We are thinking of and praying for those in the eye of Hurricane Sandy on the east coast from afar.
Sunday, oct 28
Today was an interesting day. It didn't quite turn out how we planned it. Allie planned this trip with the intention of walking right up to the lava flowing from Kilauea. The pahoehoe style sheaths of lava flows very slowly, and has been flowing very slowly from Pu'u O'o of Kilauea since 1983. The lava has been steadily flowing from the Pu'u to the ocean for 29 years, creating more and more land as it drops into the water and solidifies. In 2005 when I lived in Hawaii, the conditions of the volcano were so that I could hike right up to the lava, feeling the heat right on my face. I expected that would still be the case now, but to my chagrin, discovered that a lava sighting on this trip would be unattainable. The girls were a little bummed. We spent the bulk of the day chasing down lava flow that was way too far to reach. And we're not talking about a 5 mile hike on a flat, groomed trail. Not even on a street or grass, but on lava rock. Anyone who has even touched or stood on lava rock understands the challenge of hiking on it! On the bright side, our journey to find lava resulted in discoveries of some other pretty amazing sites.

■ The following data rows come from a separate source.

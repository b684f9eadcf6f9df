use std::fmt;

use serde::{Deserialize, Serialize};

use crate::store::Record;

/// Rarity tier of a card, ordered from most to least common.
#[derive(Debug, Clone, Copy, PartialEq, Eq, PartialOrd, Ord, Hash, Serialize, Deserialize)]
#[serde(rename_all = "snake_case")]
pub enum Rarity {
    Common,
    Uncommon,
    Rare,
    UltraRare,
}

impl Rarity {
    pub const ALL: [Rarity; 4] = [
        Rarity::Common,
        Rarity::Uncommon,
        Rarity::Rare,
        Rarity::UltraRare,
    ];

    pub fn from_score(score: u32) -> Self {
        match score {
            6.. => Rarity::UltraRare,
            4..=5 => Rarity::Rare,
            2..=3 => Rarity::Uncommon,
            _ => Rarity::Common,
        }
    }

    /// Bleed colour for the tier as RGB.
    pub fn color(self) -> [u8; 3] {
        match self {
            Rarity::Common => [0x9e, 0x9e, 0x9e],
            Rarity::Uncommon => [0x2e, 0x7d, 0x32],
            Rarity::Rare => [0x15, 0x65, 0xc0],
            Rarity::UltraRare => [0xff, 0xb3, 0x00],
        }
    }

    pub fn hex(self) -> String {
        let [r, g, b] = self.color();
        format!("#{r:02x}{g:02x}{b:02x}")
    }

    /// Key used to look up the card background template.
    pub fn template_key(self) -> &'static str {
        match self {
            Rarity::Common => "common",
            Rarity::Uncommon => "uncommon",
            Rarity::Rare => "rare",
            Rarity::UltraRare => "ultra_rare",
        }
    }
}

impl fmt::Display for Rarity {
    fn fmt(&self, f: &mut fmt::Formatter<'_>) -> fmt::Result {
        match self {
            Rarity::Common => write!(f, "common"),
            Rarity::Uncommon => write!(f, "uncommon"),
            Rarity::Rare => write!(f, "rare"),
            Rarity::UltraRare => write!(f, "ultra-rare"),
        }
    }
}

/// Field names the classifier reads its three signals from.
#[derive(Debug, Clone, PartialEq, Eq)]
pub struct RarityFields {
    pub year: String,
    pub value: String,
    pub grading: String,
}

impl Default for RarityFields {
    fn default() -> Self {
        Self {
            year: "year".to_string(),
            value: "value".to_string(),
            grading: "grading".to_string(),
        }
    }
}

/// Per-signal breakdown of a record's score.
#[derive(Debug, Clone, Copy, Default, PartialEq, Eq, Serialize)]
pub struct RarityScore {
    pub year: u32,
    pub value: u32,
    pub grading: u32,
}

impl RarityScore {
    pub fn total(&self) -> u32 {
        self.year + self.value + self.grading
    }

    pub fn rarity(&self) -> Rarity {
        Rarity::from_score(self.total())
    }
}

pub fn classify(record: &Record, fields: &RarityFields) -> Rarity {
    score(record, fields).rarity()
}

pub fn score(record: &Record, fields: &RarityFields) -> RarityScore {
    let field = |name: &str| record.get_loose(name).unwrap_or("");
    RarityScore {
        year: year_points(leading_int(field(&fields.year))),
        value: value_points(money(field(&fields.value))),
        grading: grading_points(field(&fields.grading)),
    }
}

fn year_points(year: i64) -> u32 {
    if year < 1900 {
        3
    } else if year < 1950 {
        2
    } else if year < 2000 {
        1
    } else {
        0
    }
}

fn value_points(value: f64) -> u32 {
    if value > 30.0 {
        3
    } else if value > 20.0 {
        2
    } else if value > 10.0 {
        1
    } else {
        0
    }
}

fn grading_points(raw: &str) -> u32 {
    let grade = raw.to_uppercase();
    if !(grade.contains("MS") || grade.contains("PF")) {
        return 0;
    }
    let has_any = |needles: &[&str]| needles.iter().any(|n| grade.contains(n));
    if has_any(&["70", "69"]) {
        3
    } else if has_any(&["68", "67"]) {
        2
    } else if has_any(&["66", "65"]) {
        1
    } else {
        0
    }
}

/// Leading integer after optional whitespace and sign; no digits is 0.
///
/// Digit runs too long for `i64` saturate instead of falling back to 0.
fn leading_int(raw: &str) -> i64 {
    let s = raw.trim_start();
    let (sign, rest) = match s.as_bytes().first() {
        Some(b'-') => (-1, &s[1..]),
        Some(b'+') => (1, &s[1..]),
        _ => (1, s),
    };
    let end = rest
        .find(|c: char| !c.is_ascii_digit())
        .unwrap_or(rest.len());
    let digits = &rest[..end];
    if digits.is_empty() {
        return 0;
    }
    digits.parse::<i64>().map_or(sign * i64::MAX, |v| sign * v)
}

/// Monetary amount: keep digits and dots, then read the longest leading decimal.
fn money(raw: &str) -> f64 {
    let cleaned: String = raw
        .chars()
        .filter(|c| c.is_ascii_digit() || *c == '.')
        .collect();
    let mut seen_dot = false;
    let end = cleaned
        .char_indices()
        .find(|&(_, c)| {
            if c == '.' {
                if seen_dot {
                    return true;
                }
                seen_dot = true;
            }
            false
        })
        .map(|(idx, _)| idx)
        .unwrap_or(cleaned.len());
    cleaned[..end].parse::<f64>().unwrap_or(0.0)
}
use serde::Serialize;

/// Reference header set for the current batch of files.
///
/// Empty until the first file is reconciled; from then on every candidate must
/// carry the same names. Only [`HeaderSet::reset`] returns it to the empty state.
#[derive(Debug, Clone, Default, PartialEq, Eq, Serialize)]
pub struct HeaderSet {
    names: Vec<String>,
}

impl HeaderSet {
    pub fn new() -> Self {
        Self::default()
    }

    /// True while no reference has been established.
    pub fn is_empty(&self) -> bool {
        self.names.is_empty()
    }

    pub fn names(&self) -> &[String] {
        &self.names
    }

    /// Admit or reject a candidate header row.
    ///
    /// The first candidate always becomes the reference. Afterwards a candidate
    /// is accepted when it has the same length and contains every reference
    /// name, in any order. Comparison is case-sensitive. Membership is checked
    /// per name, so a reference repeating a name accepts any candidate of the
    /// same length that contains it.
    pub fn reconcile(&mut self, candidate: &[String]) -> bool {
        if self.names.is_empty() {
            self.names = candidate.to_vec();
            return true;
        }
        headers_match(&self.names, candidate)
    }

    pub fn reset(&mut self) {
        self.names.clear();
    }
}

fn headers_match(reference: &[String], candidate: &[String]) -> bool {
    reference.len() == candidate.len() && reference.iter().all(|name| candidate.contains(name))
}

Next two photos are of the rainforest hike to Thurston Lava Tube, and the actual lava tube. Lava tubes form by outer layers of lava cooling and hardening, while the inner layers remain hot and continue to run through, leaving a tube made of lava rock. The Kazamura Cave is the largest lava tube system in the world, which is right here on the Big Island. We will go to that lava tube in a day or two.
After spending the day in Hawaii Volcanoes National Park, we decided to drive down Crater Rim Dr. This road ends abruptly with lava covering it's path. We parked there and started our trek to get a close up view of lava. We hiked over lava rock for about an hour when we finally decided to call it a night. We didn't ever get to the lava, but did feel like we were walking on the moon for a while.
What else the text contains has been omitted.